### [Data extracts]
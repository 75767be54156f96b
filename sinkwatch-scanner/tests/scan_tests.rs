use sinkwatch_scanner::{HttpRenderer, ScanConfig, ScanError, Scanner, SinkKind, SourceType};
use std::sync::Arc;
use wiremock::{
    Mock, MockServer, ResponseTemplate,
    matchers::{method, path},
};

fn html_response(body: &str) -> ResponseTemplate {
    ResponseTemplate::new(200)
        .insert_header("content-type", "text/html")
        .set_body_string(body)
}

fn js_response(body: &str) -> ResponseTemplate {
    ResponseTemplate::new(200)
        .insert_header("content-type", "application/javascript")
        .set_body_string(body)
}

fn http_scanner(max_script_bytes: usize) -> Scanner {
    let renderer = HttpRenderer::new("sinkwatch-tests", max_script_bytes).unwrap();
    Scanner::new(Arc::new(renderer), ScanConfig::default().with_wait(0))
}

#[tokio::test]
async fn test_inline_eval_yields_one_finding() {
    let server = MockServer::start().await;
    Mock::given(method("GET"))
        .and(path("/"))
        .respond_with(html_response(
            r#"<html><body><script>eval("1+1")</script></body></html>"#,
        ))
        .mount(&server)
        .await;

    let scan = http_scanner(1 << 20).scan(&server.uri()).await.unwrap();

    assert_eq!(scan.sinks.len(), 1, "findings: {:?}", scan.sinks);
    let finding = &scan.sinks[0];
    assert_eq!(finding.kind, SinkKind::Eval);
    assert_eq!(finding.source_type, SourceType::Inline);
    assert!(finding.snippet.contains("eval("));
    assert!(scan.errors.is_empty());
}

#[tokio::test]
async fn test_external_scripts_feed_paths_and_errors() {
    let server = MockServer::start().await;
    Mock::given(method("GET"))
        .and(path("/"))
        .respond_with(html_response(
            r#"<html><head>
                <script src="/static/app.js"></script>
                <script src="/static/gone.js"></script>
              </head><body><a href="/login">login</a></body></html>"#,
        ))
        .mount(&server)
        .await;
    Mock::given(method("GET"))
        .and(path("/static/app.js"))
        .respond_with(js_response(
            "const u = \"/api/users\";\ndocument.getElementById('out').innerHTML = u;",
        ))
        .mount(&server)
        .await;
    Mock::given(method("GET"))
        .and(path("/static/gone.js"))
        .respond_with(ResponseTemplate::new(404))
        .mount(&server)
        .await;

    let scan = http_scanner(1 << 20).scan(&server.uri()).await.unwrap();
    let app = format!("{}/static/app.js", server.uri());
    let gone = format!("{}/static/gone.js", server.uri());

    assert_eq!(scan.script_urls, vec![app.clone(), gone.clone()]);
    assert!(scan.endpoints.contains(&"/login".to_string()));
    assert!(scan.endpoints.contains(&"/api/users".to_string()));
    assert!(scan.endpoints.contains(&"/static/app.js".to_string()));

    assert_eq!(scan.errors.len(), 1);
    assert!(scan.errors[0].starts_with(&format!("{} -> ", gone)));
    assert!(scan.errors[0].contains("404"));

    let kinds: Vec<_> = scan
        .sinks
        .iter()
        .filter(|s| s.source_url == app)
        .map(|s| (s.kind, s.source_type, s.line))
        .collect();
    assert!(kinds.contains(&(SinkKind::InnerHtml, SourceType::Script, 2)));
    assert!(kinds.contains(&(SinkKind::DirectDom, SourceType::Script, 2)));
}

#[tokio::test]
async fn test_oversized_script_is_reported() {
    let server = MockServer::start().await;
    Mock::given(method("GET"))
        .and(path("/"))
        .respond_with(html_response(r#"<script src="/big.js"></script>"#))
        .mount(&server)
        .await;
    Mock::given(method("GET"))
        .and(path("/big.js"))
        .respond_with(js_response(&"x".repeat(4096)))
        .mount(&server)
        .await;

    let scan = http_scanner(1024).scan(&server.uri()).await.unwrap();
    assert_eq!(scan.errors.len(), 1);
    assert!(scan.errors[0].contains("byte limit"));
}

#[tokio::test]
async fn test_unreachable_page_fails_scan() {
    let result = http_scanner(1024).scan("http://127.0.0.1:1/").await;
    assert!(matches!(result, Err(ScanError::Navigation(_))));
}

### [What is required]
Each record is to be retyped exactly as written.

### [Result of the exercise]
repository 75767be54156f96b
filename sinkwatch-scanner/tests/scan_tests.rs
use sinkwatch_scanner::{HttpRenderer, ScanConfig, ScanError, Scanner, SinkKind, SourceType};
use std::sync::Arc;
use wiremock::{
    Mock, MockServer, ResponseTemplate,
    matchers::{method, path},
};

fn html_response(body: &str) -> ResponseTemplate {
    ResponseTemplate::new(200)
        .insert_header("content-type", "text/html")
        .set_body_string(body)
}

fn js_response(body: &str) -> ResponseTemplate {
    ResponseTemplate::new(200)
        .insert_header("content-type", "application/javascript")
        .set_body_string(body)
}

fn http_scanner(max_script_bytes: usize) -> Scanner {
    let renderer = HttpRenderer::new("sinkwatch-tests", max_script_bytes).unwrap();
    Scanner::new(Arc::new(renderer), ScanConfig::default().with_wait(0))
}

#[tokio::test]
async fn test_inline_eval_yields_one_finding() {
    let server = MockServer::start().await;
    Mock::given(method("GET"))
        .and(path("/"))
        .respond_with(html_response(
            r#"<html><body><script>eval("1+1")</script></body></html>"#,
        ))
        .mount(&server)
        .await;

    let scan = http_scanner(1 << 20).scan(&server.uri()).await.unwrap();

    assert_eq!(scan.sinks.len(), 1, "findings: {:?}", scan.sinks);
    let finding = &scan.sinks[0];
    assert_eq!(finding.kind, SinkKind::Eval);
    assert_eq!(finding.source_type, SourceType::Inline);
    assert!(finding.snippet.contains("eval("));
    assert!(scan.errors.is_empty());
}

#[tokio::test]
async fn test_external_scripts_feed_paths_and_errors() {
    let server = MockServer::start().await;
    Mock::given(method("GET"))
        .and(path("/"))
        .respond_with(html_response(
            r#"<html><head>
                <script src="/static/app.js"></script>
                <script src="/static/gone.js"></script>
              </head><body><a href="/login">login</a></body></html>"#,
        ))
        .mount(&server)
        .await;
    Mock::given(method("GET"))
        .and(path("/static/app.js"))
        .respond_with(js_response(
            "const u = \"/api/users\";\ndocument.getElementById('out').innerHTML = u;",
        ))
        .mount(&server)
        .await;
    Mock::given(method("GET"))
        .and(path("/static/gone.js"))
        .respond_with(ResponseTemplate::new(404))
        .mount(&server)
        .await;

    let scan = http_scanner(1 << 20).scan(&server.uri()).await.unwrap();
    let app = format!("{}/static/app.js", server.uri());
    let gone = format!("{}/static/gone.js", server.uri());

    assert_eq!(scan.script_urls, vec![app.clone(), gone.clone()]);
    assert!(scan.endpoints.contains(&"/login".to_string()));
    assert!(scan.endpoints.contains(&"/api/users".to_string()));
    assert!(scan.endpoints.contains(&"/static/app.js".to_string()));

    assert_eq!(scan.errors.len(), 1);
    assert!(scan.errors[0].starts_with(&format!("{} -> ", gone)));
    assert!(scan.errors[0].contains("404"));

    let kinds: Vec<_> = scan
        .sinks
        .iter()
        .filter(|s| s.source_url == app)
        .map(|s| (s.kind, s.source_type, s.line))
        .collect();
    assert!(kinds.contains(&(SinkKind::InnerHtml, SourceType::Script, 2)));
    assert!(kinds.contains(&(SinkKind::DirectDom, SourceType::Script, 2)));
}

#[tokio::test]
async fn test_oversized_script_is_reported() {
    let server = MockServer::start().await;
    Mock::given(method("GET"))
        .and(path("/"))
        .respond_with(html_response(r#"<script src="/big.js"></script>"#))
        .mount(&server)
        .await;
    Mock::given(method("GET"))
        .and(path("/big.js"))
        .respond_with(js_response(&"x".repeat(4096)))
        .mount(&server)
        .await;

    let scan = http_scanner(1024).scan(&server.uri()).await.unwrap();
    assert_eq!(scan.errors.len(), 1);
    assert!(scan.errors[0].contains("byte limit"));
}

#[tokio::test]
async fn test_unreachable_page_fails_scan() {
    let result = http_scanner(1024).scan("http://127.0.0.1:1/").await;
    assert!(matches!(result, Err(ScanError::Navigation(_))));
}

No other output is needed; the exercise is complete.